_Data entries:_
//! Pitch names — scientific pitch notation to MIDI numbers and back.
//!
//! Chords travel through the pad as pitch names (`"C3"`, `"F#4"`) because the
//! tone engine and the chord detector both speak names. Arithmetic happens on
//! MIDI note numbers and is formatted back with sharp spellings.

use crate::error::PitchError;

const SHARP_NAMES: [&str; 12] = [
    "C", "C#", "D", "D#", "E", "F", "F#", "G", "G#", "A", "A#", "B",
];

/// Parse a note name (e.g. "C4", "F#3", "Bb5", "C-1") into a MIDI note number.
pub fn note_to_midi(note: &str) -> Result<i32, PitchError> {
    let bytes = note.as_bytes();
    if bytes.is_empty() {
        return Err(PitchError::Empty);
    }

    let name = bytes[0] as char;
    let base_semitone = match name {
        'C' => 0,
        'D' => 2,
        'E' => 4,
        'F' => 5,
        'G' => 7,
        'A' => 9,
        'B' => 11,
        _ => {
            return Err(PitchError::InvalidLetter {
                ch: name,
                text: note.to_string(),
            });
        }
    };

    let mut idx = 1;
    let mut semitone = base_semitone;

    if idx < bytes.len() {
        match bytes[idx] as char {
            '#' => {
                semitone += 1;
                idx += 1;
            }
            'b' => {
                semitone -= 1;
                idx += 1;
            }
            _ => {}
        }
    }

    // MIDI note number: C4 = 60
    let octave: i32 = note[idx..].parse().map_err(|_| PitchError::InvalidOctave {
        text: note.to_string(),
    })?;
    Ok((octave + 1) * 12 + semitone)
}

/// Format a MIDI note number as a sharp-spelled pitch name.
pub fn midi_to_note(midi: i32) -> String {
    let octave = midi.div_euclid(12) - 1;
    let class = midi.rem_euclid(12) as usize;
    format!("{}{}", SHARP_NAMES[class], octave)
}

/// Shift a pitch name by `semitones`.
pub fn transpose_note(note: &str, semitones: i32) -> Result<String, PitchError> {
    Ok(midi_to_note(note_to_midi(note)? + semitones))
}

/// Convert a MIDI note number to frequency using the given tuning pitch.
///
/// `tuning_pitch` is the frequency of A4 (MIDI 69).
pub fn midi_to_frequency(midi: i32, tuning_pitch: f64) -> f64 {
    tuning_pitch * (2.0_f64).powf((midi as f64 - 69.0) / 12.0)
}

/// Note-to-frequency conversion with configurable tuning pitch.
pub fn note_to_frequency(note: &str, tuning_pitch: f64) -> Result<f64, PitchError> {
    Ok(midi_to_frequency(note_to_midi(note)?, tuning_pitch))
}

#[cfg(test)]
mod tests {
    use super::*;

    #[test]
    fn parses_naturals_and_accidentals() {
        assert_eq!(note_to_midi("C4").unwrap(), 60);
        assert_eq!(note_to_midi("A4").unwrap(), 69);
        assert_eq!(note_to_midi("F#3").unwrap(), 54);
        assert_eq!(note_to_midi("Bb2").unwrap(), 46);
        assert_eq!(note_to_midi("C-1").unwrap(), 0);
    }

    #[test]
    fn rejects_garbage() {
        assert!(matches!(note_to_midi(""), Err(PitchError::Empty)));
        assert!(matches!(
            note_to_midi("H2"),
            Err(PitchError::InvalidLetter { ch: 'H', .. })
        ));
        assert!(matches!(
            note_to_midi("C#"),
            Err(PitchError::InvalidOctave { .. })
        ));
    }

    #[test]
    fn formats_with_sharps() {
        assert_eq!(midi_to_note(60), "C4");
        assert_eq!(midi_to_note(61), "C#4");
        assert_eq!(midi_to_note(46), "A#2");
        assert_eq!(midi_to_note(0), "C-1");
        assert_eq!(midi_to_note(-1), "B-2");
    }

    #[test]
    fn transpose_crosses_octaves() {
        assert_eq!(transpose_note("B3", 1).unwrap(), "C4");
        assert_eq!(transpose_note("C3", -1).unwrap(), "B2");
        assert_eq!(transpose_note("E3", 4).unwrap(), "G#3");
        assert_eq!(transpose_note("G3", 24).unwrap(), "G5");
    }

    #[test]
    fn a4_is_tuning_pitch() {
        assert!((note_to_frequency("A4", 440.0).unwrap() - 440.0).abs() < 1e-9);
        assert!((note_to_frequency("A5", 432.0).unwrap() - 864.0).abs() < 1e-9);
    }
}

_Work instruction:_ Copy out the lines above word for word, stopping after the line containing "let name = bytes[0] as char;".

_Solution below:_
//! Pitch names — scientific pitch notation to MIDI numbers and back.
//!
//! Chords travel through the pad as pitch names (`"C3"`, `"F#4"`) because the
//! tone engine and the chord detector both speak names. Arithmetic happens on
//! MIDI note numbers and is formatted back with sharp spellings.

use crate::error::PitchError;

const SHARP_NAMES: [&str; 12] = [
    "C", "C#", "D", "D#", "E", "F", "F#", "G", "G#", "A", "A#", "B",
];

/// Parse a note name (e.g. "C4", "F#3", "Bb5", "C-1") into a MIDI note number.
pub fn note_to_midi(note: &str) -> Result<i32, PitchError> {
    let bytes = note.as_bytes();
    if bytes.is_empty() {
        return Err(PitchError::Empty);
    }

    let name = bytes[0] as char;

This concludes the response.